[[ Available data open ]]

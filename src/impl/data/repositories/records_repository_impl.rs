use std::{path::Path, sync::Arc, time::Duration};

use async_trait::async_trait;
use fractic_server_error::ServerError;

use crate::{
    data::{
        cache::ttl_cache::TtlCache,
        datasources::{
            borrowers_csv_datasource::{BorrowersCsvDatasource, BorrowersCsvDatasourceImpl},
            loans_csv_datasource::{LoansCsvDatasource, LoansCsvDatasourceImpl},
        },
    },
    domain::repositories::records_repository::RecordsRepository,
    entities::{BorrowerProfile, LoanRecord},
};

pub(crate) struct RecordsRepositoryImpl<
    DS1 = LoansCsvDatasourceImpl,    // Default.
    DS2 = BorrowersCsvDatasourceImpl, // Default.
> where
    DS1: LoansCsvDatasource,
    DS2: BorrowersCsvDatasource,
{
    loans_datasource: DS1,
    borrowers_datasource: DS2,
    loans_cache: TtlCache<LoanRecord>,
    borrowers_cache: TtlCache<BorrowerProfile>,
}

#[async_trait]
impl<DS1, DS2> RecordsRepository for RecordsRepositoryImpl<DS1, DS2>
where
    DS1: LoansCsvDatasource,
    DS2: BorrowersCsvDatasource,
{
    async fn loans(&self, path: &Path) -> Result<Arc<Vec<LoanRecord>>, ServerError> {
        self.loans_cache
            .get_or_load(path, || self.loans_datasource.from_file(path))
            .await
    }

    async fn borrowers(&self, path: &Path) -> Result<Arc<Vec<BorrowerProfile>>, ServerError> {
        self.borrowers_cache
            .get_or_load(path, || self.borrowers_datasource.from_file(path))
            .await
    }

    fn expire(&self, path: &Path) {
        self.loans_cache.invalidate(path);
        self.borrowers_cache.invalidate(path);
    }
}

impl<DS1, DS2> RecordsRepositoryImpl<DS1, DS2>
where
    DS1: LoansCsvDatasource,
    DS2: BorrowersCsvDatasource,
{
    pub(crate) fn with_datasources(
        loans_datasource: DS1,
        borrowers_datasource: DS2,
        cache_ttl: Duration,
    ) -> Self {
        RecordsRepositoryImpl {
            loans_datasource,
            borrowers_datasource,
            loans_cache: TtlCache::new(cache_ttl),
            borrowers_cache: TtlCache::new(cache_ttl),
        }
    }

    pub(crate) fn clear(&self) {
        self.loans_cache.clear();
        self.borrowers_cache.clear();
    }
}

impl RecordsRepositoryImpl<LoansCsvDatasourceImpl, BorrowersCsvDatasourceImpl> {
    pub(crate) fn new(cache_ttl: Duration) -> Self {
        Self::with_datasources(
            LoansCsvDatasourceImpl::new(),
            BorrowersCsvDatasourceImpl::new(),
            cache_ttl,
        )
    }
}
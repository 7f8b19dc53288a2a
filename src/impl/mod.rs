// Crate-internal.
// ---

pub(crate) mod data {
    pub(crate) mod cache {
        pub(crate) mod ttl_cache;
    }
    pub(crate) mod datasources {
        pub(crate) mod borrowers_csv_datasource;
        pub(crate) mod csv_columns;
        pub(crate) mod loans_csv_datasource;
    }
    pub(crate) mod models {
        pub(crate) mod loan_amount_model;
        pub(crate) mod normalized_text_model;
        pub(crate) mod tenor_model;
        pub(crate) mod tolerant_date_model;
    }
    pub(crate) mod repositories {
        pub(crate) mod records_repository_impl;
    }
}

pub(crate) mod domain {
    pub(crate) mod entities {
        pub(crate) mod aggregation;
        pub(crate) mod allow_list;
        pub(crate) mod borrower_profile;
        pub(crate) mod filter_criteria;
        pub(crate) mod filter_options;
        pub(crate) mod loan_dashboard;
        pub(crate) mod loan_record;
    }
    pub(crate) mod logic {
        pub(crate) mod aggregation_engine;
        pub(crate) mod allow_list_filter;
        pub(crate) mod filter_engine;
        pub(crate) mod filter_options_impl;
        #[cfg(test)]
        pub(crate) mod test_utils;
    }
    pub(crate) mod repositories {
        pub(crate) mod records_repository;
    }
    pub(crate) mod usecases {
        pub(crate) mod borrower_profile_usecase;
        pub(crate) mod loan_dashboard_usecase;
    }
}

pub(crate) mod presentation {
    pub(crate) mod amount_fmt;
    pub(crate) mod export;
    pub(crate) mod export_names;
    pub(crate) mod pages;
    pub(crate) mod profile_card;
    pub(crate) mod table;
}

// Public exports.
// ---

#[doc(hidden)]
#[allow(unused_imports)]
pub mod exports {
    // This mod represents how clients see the library, and can differ from the
    // internal structure.
    //
    // The contents of this mod are re-exported in the root of the crate.

    pub mod entities {
        pub use crate::domain::entities::aggregation::*;
        pub use crate::domain::entities::allow_list::*;
        pub use crate::domain::entities::borrower_profile::*;
        pub use crate::domain::entities::filter_criteria::*;
        pub use crate::domain::entities::filter_options::*;
        pub use crate::domain::entities::loan_dashboard::*;
        pub use crate::domain::entities::loan_record::*;
    }

    pub mod output {
        pub use crate::presentation::export::*;
        pub use crate::presentation::export_names::*;
        pub use crate::presentation::pages::*;
        pub use crate::presentation::profile_card::*;
        pub use crate::presentation::table::*;
    }
}
use crate::entities::{AllowList, LoanRecord};

pub(crate) struct AllowListFilter<'a> {
    allow_list: &'a AllowList,
}

impl<'a> AllowListFilter<'a> {
    pub(crate) fn new(allow_list: &'a AllowList) -> Self {
        Self { allow_list }
    }

    /// Keeps a loan iff its company is allowed and its marketer is either
    /// allowed or absent. Order-preserving.
    pub(crate) fn restrict(&self, loans: &[LoanRecord]) -> Vec<LoanRecord> {
        loans
            .iter()
            .filter(|loan| self.admits(loan))
            .cloned()
            .collect()
    }

    fn admits(&self, loan: &LoanRecord) -> bool {
        self.allow_list.companies.contains(&loan.borrower_company)
            && loan
                .marketer_name
                .as_ref()
                .map_or(true, |m| self.allow_list.marketers.contains(m))
    }
}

[[ Available data closed ]]

Each record is to be retyped exactly as written.

filename src/impl/data/repositories/records_repository_impl.rs
use std::{path::Path, sync::Arc, time::Duration};

use async_trait::async_trait;
use fractic_server_error::ServerError;

use crate::{
    data::{
        cache::ttl_cache::TtlCache,
        datasources::{
            borrowers_csv_datasource::{BorrowersCsvDatasource, BorrowersCsvDatasourceImpl},
            loans_csv_datasource::{LoansCsvDatasource, LoansCsvDatasourceImpl},
        },
    },
    domain::repositories::records_repository::RecordsRepository,
    entities::{BorrowerProfile, LoanRecord},
};

pub(crate) struct RecordsRepositoryImpl<
    DS1 = LoansCsvDatasourceImpl,    // Default.
    DS2 = BorrowersCsvDatasourceImpl, // Default.
> where
    DS1: LoansCsvDatasource,
    DS2: BorrowersCsvDatasource,
{
    loans_datasource: DS1,
    borrowers_datasource: DS2,
    loans_cache: TtlCache<LoanRecord>,
    borrowers_cache: TtlCache<BorrowerProfile>,
}

#[async_trait]
impl<DS1, DS2> RecordsRepository for RecordsRepositoryImpl<DS1, DS2>
where
    DS1: LoansCsvDatasource,
    DS2: BorrowersCsvDatasource,
{
    async fn loans(&self, path: &Path) -> Result<Arc<Vec<LoanRecord>>, ServerError> {
        self.loans_cache
            .get_or_load(path, || self.loans_datasource.from_file(path))
            .await
    }

    async fn borrowers(&self, path: &Path) -> Result<Arc<Vec<BorrowerProfile>>, ServerError> {
        self.borrowers_cache
            .get_or_load(path, || self.borrowers_datasource.from_file(path))
            .await
    }

    fn expire(&self, path: &Path) {
        self.loans_cache.invalidate(path);
        self.borrowers_cache.invalidate(path);
    }
}

impl<DS1, DS2> RecordsRepositoryImpl<DS1, DS2>
where
    DS1: LoansCsvDatasource,
    DS2: BorrowersCsvDatasource,
{
    pub(crate) fn with_datasources(
        loans_datasource: DS1,
        borrowers_datasource: DS2,
        cache_ttl: Duration,
    ) -> Self {
        RecordsRepositoryImpl {
            loans_datasource,
            borrowers_datasource,
            loans_cache: TtlCache::new(cache_ttl),
            borrowers_cache: TtlCache::new(cache_ttl),
        }
    }

    pub(crate) fn clear(&self) {
        self.loans_cache.clear();
        self.borrowers_cache.clear();
    }
}

impl RecordsRepositoryImpl<LoansCsvDatasourceImpl, BorrowersCsvDatasourceImpl> {
    pub(crate) fn new(cache_ttl: Duration) -> Self {
        Self::with_datasources(
            LoansCsvDatasourceImpl::new(),
            BorrowersCsvDatasourceImpl::new(),
            cache_ttl,
        )
    }
}
repository 7f8b19dc53288a2a
filename src/impl/mod.rs
// Crate-internal.
// ---

pub(crate) mod data {
    pub(crate) mod cache {
        pub(crate) mod ttl_cache;
    }
    pub(crate) mod datasources {
        pub(crate) mod borrowers_csv_datasource;
        pub(crate) mod csv_columns;
        pub(crate) mod loans_csv_datasource;
    }
    pub(crate) mod models {
        pub(crate) mod loan_amount_model;
        pub(crate) mod normalized_text_model;
        pub(crate) mod tenor_model;
        pub(crate) mod tolerant_date_model;
    }
    pub(crate) mod repositories {
        pub(crate) mod records_repository_impl;
    }
}

pub(crate) mod domain {
    pub(crate) mod entities {
        pub(crate) mod aggregation;
        pub(crate) mod allow_list;
        pub(crate) mod borrower_profile;
        pub(crate) mod filter_criteria;
        pub(crate) mod filter_options;
        pub(crate) mod loan_dashboard;
        pub(crate) mod loan_record;
    }
    pub(crate) mod logic {
        pub(crate) mod aggregation_engine;
        pub(crate) mod allow_list_filter;
        pub(crate) mod filter_engine;
        pub(crate) mod filter_options_impl;
        #[cfg(test)]
        pub(crate) mod test_utils;
    }
    pub(crate) mod repositories {
        pub(crate) mod records_repository;
    }
    pub(crate) mod usecases {
        pub(crate) mod borrower_profile_usecase;
        pub(crate) mod loan_dashboard_usecase;
    }
}

pub(crate) mod presentation {
    pub(crate) mod amount_fmt;
    pub(crate) mod export;
    pub(crate) mod export_names;
    pub(crate) mod pages;
    pub(crate) mod profile_card;
    pub(crate) mod table;
}

// Public exports.
// ---

#[doc(hidden)]
#[allow(unused_imports)]
pub mod exports {
    // This mod represents how clients see the library, and can differ from the
    // internal structure.
    //
    // The contents of this mod are re-exported in the root of the crate.

    pub mod entities {
        pub use crate::domain::entities::aggregation::*;
        pub use crate::domain::entities::allow_list::*;
        pub use crate::domain::entities::borrower_profile::*;
        pub use crate::domain::entities::filter_criteria::*;
        pub use crate::domain::entities::filter_options::*;
        pub use crate::domain::entities::loan_dashboard::*;
        pub use crate::domain::entities::loan_record::*;
    }

    pub mod output {
        pub use crate::presentation::export::*;
        pub use crate::presentation::export_names::*;
        pub use crate::presentation::pages::*;
        pub use crate::presentation::profile_card::*;
        pub use crate::presentation::table::*;
    }
}
use crate::entities::{AllowList, LoanRecord};

pub(crate) struct AllowListFilter<'a> {
    allow_list: &'a AllowList,
}

impl<'a> AllowListFilter<'a> {
    pub(crate) fn new(allow_list: &'a AllowList) -> Self {
        Self { allow_list }
    }

    /// Keeps a loan iff its company is allowed and its marketer is either
    /// allowed or absent. Order-preserving.
    pub(crate) fn restrict(&self, loans: &[LoanRecord]) -> Vec<LoanRecord> {
        loans
            .iter()
            .filter(|loan| self.admits(loan))
            .cloned()
            .collect()
    }

    fn admits(&self, loan: &LoanRecord) -> bool {
        self.allow_list.companies.contains(&loan.borrower_company)
            && loan
                .marketer_name
                .as_ref()
                .map_or(true, |m| self.allow_list.marketers.contains(m))
    }
}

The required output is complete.